→ **WHAT THIS TASK INVOLVES**
Your answer should be the exact lines of the records, starting with the one containing "let public = store" and running to the end.

→ **MATERIAL PROVIDED**
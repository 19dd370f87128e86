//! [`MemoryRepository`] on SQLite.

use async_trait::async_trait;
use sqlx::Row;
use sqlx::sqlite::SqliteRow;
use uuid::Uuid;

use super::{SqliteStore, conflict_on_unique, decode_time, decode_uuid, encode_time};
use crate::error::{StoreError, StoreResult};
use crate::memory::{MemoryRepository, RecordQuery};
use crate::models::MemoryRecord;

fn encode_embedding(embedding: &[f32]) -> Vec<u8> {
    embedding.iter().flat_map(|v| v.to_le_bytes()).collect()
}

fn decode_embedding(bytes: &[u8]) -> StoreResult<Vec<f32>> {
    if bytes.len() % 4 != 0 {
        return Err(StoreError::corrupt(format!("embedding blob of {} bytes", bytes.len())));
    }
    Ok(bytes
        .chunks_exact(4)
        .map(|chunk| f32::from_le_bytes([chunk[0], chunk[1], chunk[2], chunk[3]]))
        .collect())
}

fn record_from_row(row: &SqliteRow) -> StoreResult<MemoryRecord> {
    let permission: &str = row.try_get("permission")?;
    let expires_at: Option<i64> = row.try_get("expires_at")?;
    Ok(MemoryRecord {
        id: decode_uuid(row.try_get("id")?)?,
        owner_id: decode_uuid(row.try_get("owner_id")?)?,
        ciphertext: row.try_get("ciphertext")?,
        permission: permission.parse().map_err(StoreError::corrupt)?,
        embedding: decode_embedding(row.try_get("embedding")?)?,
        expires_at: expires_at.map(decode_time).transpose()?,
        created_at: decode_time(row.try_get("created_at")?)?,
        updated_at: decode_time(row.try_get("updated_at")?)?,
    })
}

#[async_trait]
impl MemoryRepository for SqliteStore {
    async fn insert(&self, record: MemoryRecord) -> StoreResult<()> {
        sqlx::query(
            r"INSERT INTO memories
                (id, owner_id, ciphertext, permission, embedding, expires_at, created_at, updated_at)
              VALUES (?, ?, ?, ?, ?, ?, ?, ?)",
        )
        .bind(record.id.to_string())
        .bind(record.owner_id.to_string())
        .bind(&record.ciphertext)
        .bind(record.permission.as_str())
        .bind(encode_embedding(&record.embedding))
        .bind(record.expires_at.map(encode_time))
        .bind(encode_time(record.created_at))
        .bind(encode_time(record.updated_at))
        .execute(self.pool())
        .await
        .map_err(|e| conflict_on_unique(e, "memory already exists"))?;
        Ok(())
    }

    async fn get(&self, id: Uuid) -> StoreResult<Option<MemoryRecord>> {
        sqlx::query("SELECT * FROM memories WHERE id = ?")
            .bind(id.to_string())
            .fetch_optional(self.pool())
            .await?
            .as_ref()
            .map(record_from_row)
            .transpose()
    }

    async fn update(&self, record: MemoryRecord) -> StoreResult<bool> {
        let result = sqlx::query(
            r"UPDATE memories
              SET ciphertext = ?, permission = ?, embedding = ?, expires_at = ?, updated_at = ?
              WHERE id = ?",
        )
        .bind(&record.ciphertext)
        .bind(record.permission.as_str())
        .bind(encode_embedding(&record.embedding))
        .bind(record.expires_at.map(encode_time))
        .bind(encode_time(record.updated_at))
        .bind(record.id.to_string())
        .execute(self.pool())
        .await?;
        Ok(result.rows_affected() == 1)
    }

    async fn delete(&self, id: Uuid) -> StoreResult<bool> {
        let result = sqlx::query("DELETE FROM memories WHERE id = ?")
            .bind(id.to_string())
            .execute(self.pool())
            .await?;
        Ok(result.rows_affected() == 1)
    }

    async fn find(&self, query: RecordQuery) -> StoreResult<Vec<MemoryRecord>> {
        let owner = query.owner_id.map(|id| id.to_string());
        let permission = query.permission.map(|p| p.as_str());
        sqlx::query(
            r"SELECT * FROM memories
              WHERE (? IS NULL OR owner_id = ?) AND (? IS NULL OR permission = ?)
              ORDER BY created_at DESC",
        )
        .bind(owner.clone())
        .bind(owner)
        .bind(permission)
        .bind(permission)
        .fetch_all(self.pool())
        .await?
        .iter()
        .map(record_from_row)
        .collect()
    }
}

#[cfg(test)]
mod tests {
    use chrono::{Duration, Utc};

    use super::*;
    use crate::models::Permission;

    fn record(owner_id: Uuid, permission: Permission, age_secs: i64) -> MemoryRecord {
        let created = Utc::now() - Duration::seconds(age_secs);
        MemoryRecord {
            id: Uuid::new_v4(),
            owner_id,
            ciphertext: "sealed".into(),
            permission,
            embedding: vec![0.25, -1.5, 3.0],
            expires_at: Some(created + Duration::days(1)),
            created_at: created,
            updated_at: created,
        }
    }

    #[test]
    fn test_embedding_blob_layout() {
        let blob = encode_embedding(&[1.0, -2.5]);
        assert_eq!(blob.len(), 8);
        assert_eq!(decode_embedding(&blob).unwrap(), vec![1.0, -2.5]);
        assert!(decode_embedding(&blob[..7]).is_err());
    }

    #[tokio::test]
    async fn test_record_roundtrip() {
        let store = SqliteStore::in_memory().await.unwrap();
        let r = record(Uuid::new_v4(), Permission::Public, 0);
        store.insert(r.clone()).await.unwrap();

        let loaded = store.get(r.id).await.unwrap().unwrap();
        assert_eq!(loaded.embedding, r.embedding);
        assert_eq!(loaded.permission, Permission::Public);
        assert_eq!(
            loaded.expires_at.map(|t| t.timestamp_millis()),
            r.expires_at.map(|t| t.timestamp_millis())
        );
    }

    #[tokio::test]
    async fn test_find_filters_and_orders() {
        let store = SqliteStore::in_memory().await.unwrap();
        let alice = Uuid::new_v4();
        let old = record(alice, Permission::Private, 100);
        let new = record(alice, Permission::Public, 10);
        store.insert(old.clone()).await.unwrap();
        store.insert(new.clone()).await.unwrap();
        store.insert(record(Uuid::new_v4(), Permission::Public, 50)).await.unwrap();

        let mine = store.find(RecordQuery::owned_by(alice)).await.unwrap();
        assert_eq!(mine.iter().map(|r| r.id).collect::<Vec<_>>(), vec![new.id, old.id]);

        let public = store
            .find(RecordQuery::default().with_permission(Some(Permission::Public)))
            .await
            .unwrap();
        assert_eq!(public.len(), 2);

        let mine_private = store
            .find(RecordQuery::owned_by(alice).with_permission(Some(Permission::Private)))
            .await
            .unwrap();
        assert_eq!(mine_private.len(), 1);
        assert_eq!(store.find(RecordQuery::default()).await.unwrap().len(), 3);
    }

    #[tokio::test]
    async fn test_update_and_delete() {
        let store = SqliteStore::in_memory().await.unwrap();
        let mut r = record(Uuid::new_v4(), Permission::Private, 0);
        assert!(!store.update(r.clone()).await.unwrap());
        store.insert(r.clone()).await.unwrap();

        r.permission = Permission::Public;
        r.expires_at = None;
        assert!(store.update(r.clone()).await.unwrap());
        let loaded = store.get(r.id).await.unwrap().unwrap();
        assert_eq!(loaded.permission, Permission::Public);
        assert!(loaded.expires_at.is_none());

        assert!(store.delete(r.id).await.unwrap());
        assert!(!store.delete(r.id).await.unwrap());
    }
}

→ **WRITTEN RESPONSE**
        let public = store
            .find(RecordQuery::default().with_permission(Some(Permission::Public)))
            .await
            .unwrap();
        assert_eq!(public.len(), 2);

        let mine_private = store
            .find(RecordQuery::owned_by(alice).with_permission(Some(Permission::Private)))
            .await
            .unwrap();
        assert_eq!(mine_private.len(), 1);
        assert_eq!(store.find(RecordQuery::default()).await.unwrap().len(), 3);
    }

    #[tokio::test]
    async fn test_update_and_delete() {
        let store = SqliteStore::in_memory().await.unwrap();
        let mut r = record(Uuid::new_v4(), Permission::Private, 0);
        assert!(!store.update(r.clone()).await.unwrap());
        store.insert(r.clone()).await.unwrap();

        r.permission = Permission::Public;
        r.expires_at = None;
        assert!(store.update(r.clone()).await.unwrap());
        let loaded = store.get(r.id).await.unwrap().unwrap();
        assert_eq!(loaded.permission, Permission::Public);
        assert!(loaded.expires_at.is_none());

        assert!(store.delete(r.id).await.unwrap());
        assert!(!store.delete(r.id).await.unwrap());
    }
}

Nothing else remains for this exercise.